• _Collected data_:
//! Scheduling conflict detection.
//!
//! The detector is pure: handlers load the relevant rows, build
//! [`PresenterSchedule`] values, and hand them over. Nothing in here touches
//! the database, which keeps the logic unit-testable in isolation.

use chrono::NaiveDate;
use serde::Serialize;
use utoipa::ToSchema;
use uuid::Uuid;

use super::overlap::TimeWindow;

/// Conflict classification in API responses
#[derive(Debug, Clone, Copy, PartialEq, Eq, Serialize, ToSchema)]
#[serde(rename_all = "UPPERCASE")]
pub enum ConflictSeverity {
    /// Prevents assignment unless explicitly overridden
    Blocking,
    /// Informational only
    Warning,
}

/// Conflict kind in API responses
#[derive(Debug, Clone, Copy, PartialEq, Eq, Serialize, ToSchema)]
#[serde(rename_all = "SCREAMING_SNAKE_CASE")]
pub enum ConflictKind {
    /// Presenter already holds another presentation in an overlapping slot
    PresenterTimeConflict,
    /// Proposed slot collides with a presenter-declared unavailability
    PresenterDeclaredConflict,
}

/// A single finding produced by the detector
#[derive(Debug, Clone, Serialize, ToSchema)]
pub struct ScheduleConflict {
    pub kind: ConflictKind,
    pub severity: ConflictSeverity,
    pub presenter_id: Uuid,
    pub presenter_name: String,
    /// Colliding presentation, for time conflicts
    pub presentation_id: Option<Uuid>,
    pub presentation_title: Option<String>,
    pub section_id: Option<Uuid>,
    /// Colliding unavailability record, for declared conflicts
    pub declared_conflict_id: Option<Uuid>,
    pub message: String,
}

/// Detector output: findings plus the overall verdict
#[derive(Debug, Clone, Serialize, ToSchema)]
pub struct ConflictReport {
    pub conflicts: Vec<ScheduleConflict>,
    /// True iff no blocking conflict was found
    pub can_proceed: bool,
}

impl ConflictReport {
    fn from_conflicts(conflicts: Vec<ScheduleConflict>) -> Self {
        let can_proceed = !conflicts
            .iter()
            .any(|c| c.severity == ConflictSeverity::Blocking);
        ConflictReport {
            conflicts,
            can_proceed,
        }
    }

    pub fn empty() -> Self {
        ConflictReport {
            conflicts: Vec::new(),
            can_proceed: true,
        }
    }

    /// Downgrade every finding to a warning, for forced assignments.
    pub fn into_warnings(mut self) -> Self {
        for conflict in &mut self.conflicts {
            conflict.severity = ConflictSeverity::Warning;
        }
        self.can_proceed = true;
        self
    }
}

/// One of a presenter's other presentations, with its slot if scheduled
#[derive(Debug, Clone)]
pub struct ScheduledPresentation {
    pub presentation_id: Uuid,
    pub title: String,
    pub section_id: Uuid,
    pub section_name: String,
    /// None when the assigned section has no times yet
    pub window: Option<TimeWindow>,
}

/// A presenter's declared unavailability, already reduced to comparable form
#[derive(Debug, Clone)]
pub enum DeclaredWindow {
    TimeSlot { id: Uuid, window: TimeWindow },
    FullDay { id: Uuid, date: NaiveDate },
}

/// Everything the detector needs to know about one presenter of the
/// candidate presentation
#[derive(Debug, Clone)]
pub struct PresenterSchedule {
    pub presenter_id: Uuid,
    pub presenter_name: String,
    pub other_presentations: Vec<ScheduledPresentation>,
    pub declared: Vec<DeclaredWindow>,
}

/// Check a proposed slot against every presenter's existing commitments.
///
/// A proposed window of `None` (unscheduled section) can never collide and
/// yields an empty passing report. Entries with missing times are skipped
/// rather than treated as all-day blocks.
pub fn detect_conflicts(
    proposed: Option<TimeWindow>,
    presenters: &[PresenterSchedule],
) -> ConflictReport {
    let Some(window) = proposed else {
        return ConflictReport::empty();
    };

    let mut conflicts = Vec::new();

    for presenter in presenters {
        for other in &presenter.other_presentations {
            let Some(other_window) = other.window else {
                continue;
            };
            if window.overlaps(&other_window) {
                conflicts.push(ScheduleConflict {
                    kind: ConflictKind::PresenterTimeConflict,
                    severity: ConflictSeverity::Blocking,
                    presenter_id: presenter.presenter_id,
                    presenter_name: presenter.presenter_name.clone(),
                    presentation_id: Some(other.presentation_id),
                    presentation_title: Some(other.title.clone()),
                    section_id: Some(other.section_id),
                    declared_conflict_id: None,
                    message: format!(
                        "{} is already presenting \"{}\" in \"{}\" during the proposed slot",
                        presenter.presenter_name, other.title, other.section_name
                    ),
                });
            }
        }

        for declared in &presenter.declared {
            match declared {
                DeclaredWindow::TimeSlot {
                    id,
                    window: declared_window,
                } => {
                    if window.overlaps(declared_window) {
                        conflicts.push(declared_finding(
                            presenter,
                            *id,
                            format!(
                                "{} declared unavailability overlapping the proposed slot",
                                presenter.presenter_name
                            ),
                        ));
                    }
                }
                DeclaredWindow::FullDay { id, date } => {
                    if window.covers_date(*date) {
                        conflicts.push(declared_finding(
                            presenter,
                            *id,
                            format!(
                                "{} declared unavailability for all of {}",
                                presenter.presenter_name, date
                            ),
                        ));
                    }
                }
            }
        }
    }

    ConflictReport::from_conflicts(conflicts)
}

fn declared_finding(
    presenter: &PresenterSchedule,
    declared_conflict_id: Uuid,
    message: String,
) -> ScheduleConflict {
    ScheduleConflict {
        kind: ConflictKind::PresenterDeclaredConflict,
        severity: ConflictSeverity::Blocking,
        presenter_id: presenter.presenter_id,
        presenter_name: presenter.presenter_name.clone(),
        presentation_id: None,
        presentation_title: None,
        section_id: None,
        declared_conflict_id: Some(declared_conflict_id),
        message,
    }
}

/// Reference to a presenter inside a summary entry
#[derive(Debug, Clone, PartialEq, Eq, Serialize, ToSchema)]
pub struct PresenterRef {
    pub id: Uuid,
    pub name: String,
}

/// A scheduled presentation as seen by the conference-wide summary scan
#[derive(Debug, Clone)]
pub struct ScheduledEntry {
    pub presentation_id: Uuid,
    pub title: String,
    pub section_id: Uuid,
    pub section_name: String,
    pub window: TimeWindow,
    pub presenters: Vec<PresenterRef>,
}

/// One slot of a double-booking pair
#[derive(Debug, Clone, Serialize, ToSchema)]
pub struct BookedSlot {
    pub presentation_id: Uuid,
    pub title: String,
    pub section_id: Uuid,
    pub section_name: String,
    pub start_time: chrono::DateTime<chrono::Utc>,
    pub end_time: chrono::DateTime<chrono::Utc>,
}

impl BookedSlot {
    fn from_entry(entry: &ScheduledEntry) -> Self {
        BookedSlot {
            presentation_id: entry.presentation_id,
            title: entry.title.clone(),
            section_id: entry.section_id,
            section_name: entry.section_name.clone(),
            start_time: entry.window.start,
            end_time: entry.window.end,
        }
    }
}

/// A presenter booked into two overlapping slots
#[derive(Debug, Clone, Serialize, ToSchema)]
pub struct DoubleBooking {
    pub presenter_id: Uuid,
    pub presenter_name: String,
    pub first: BookedSlot,
    pub second: BookedSlot,
}

/// Pairwise scan over all scheduled presentations of a conference.
///
/// Emits one finding per presenter per overlapping pair; pairs are visited
/// once (`i < j`), so no finding is reported twice.
pub fn double_booking_summary(entries: &[ScheduledEntry]) -> Vec<DoubleBooking> {
    let mut findings = Vec::new();

    for (i, a) in entries.iter().enumerate() {
        for b in &entries[i + 1..] {
            if !a.window.overlaps(&b.window) {
                continue;
            }
            for presenter in &a.presenters {
                if b.presenters.iter().any(|p| p.id == presenter.id) {
                    findings.push(DoubleBooking {
                        presenter_id: presenter.id,
                        presenter_name: presenter.name.clone(),
                        first: BookedSlot::from_entry(a),
                        second: BookedSlot::from_entry(b),
                    });
                }
            }
        }
    }

    findings
}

• _Task to carry out_: Give the lines again, exactly as they stand, from the beginning of the data through the line with "classification in API responses".

• _Reply_:
//! Scheduling conflict detection.
//!
//! The detector is pure: handlers load the relevant rows, build
//! [`PresenterSchedule`] values, and hand them over. Nothing in here touches
//! the database, which keeps the logic unit-testable in isolation.

use chrono::NaiveDate;
use serde::Serialize;
use utoipa::ToSchema;
use uuid::Uuid;

use super::overlap::TimeWindow;

/// Conflict classification in API responses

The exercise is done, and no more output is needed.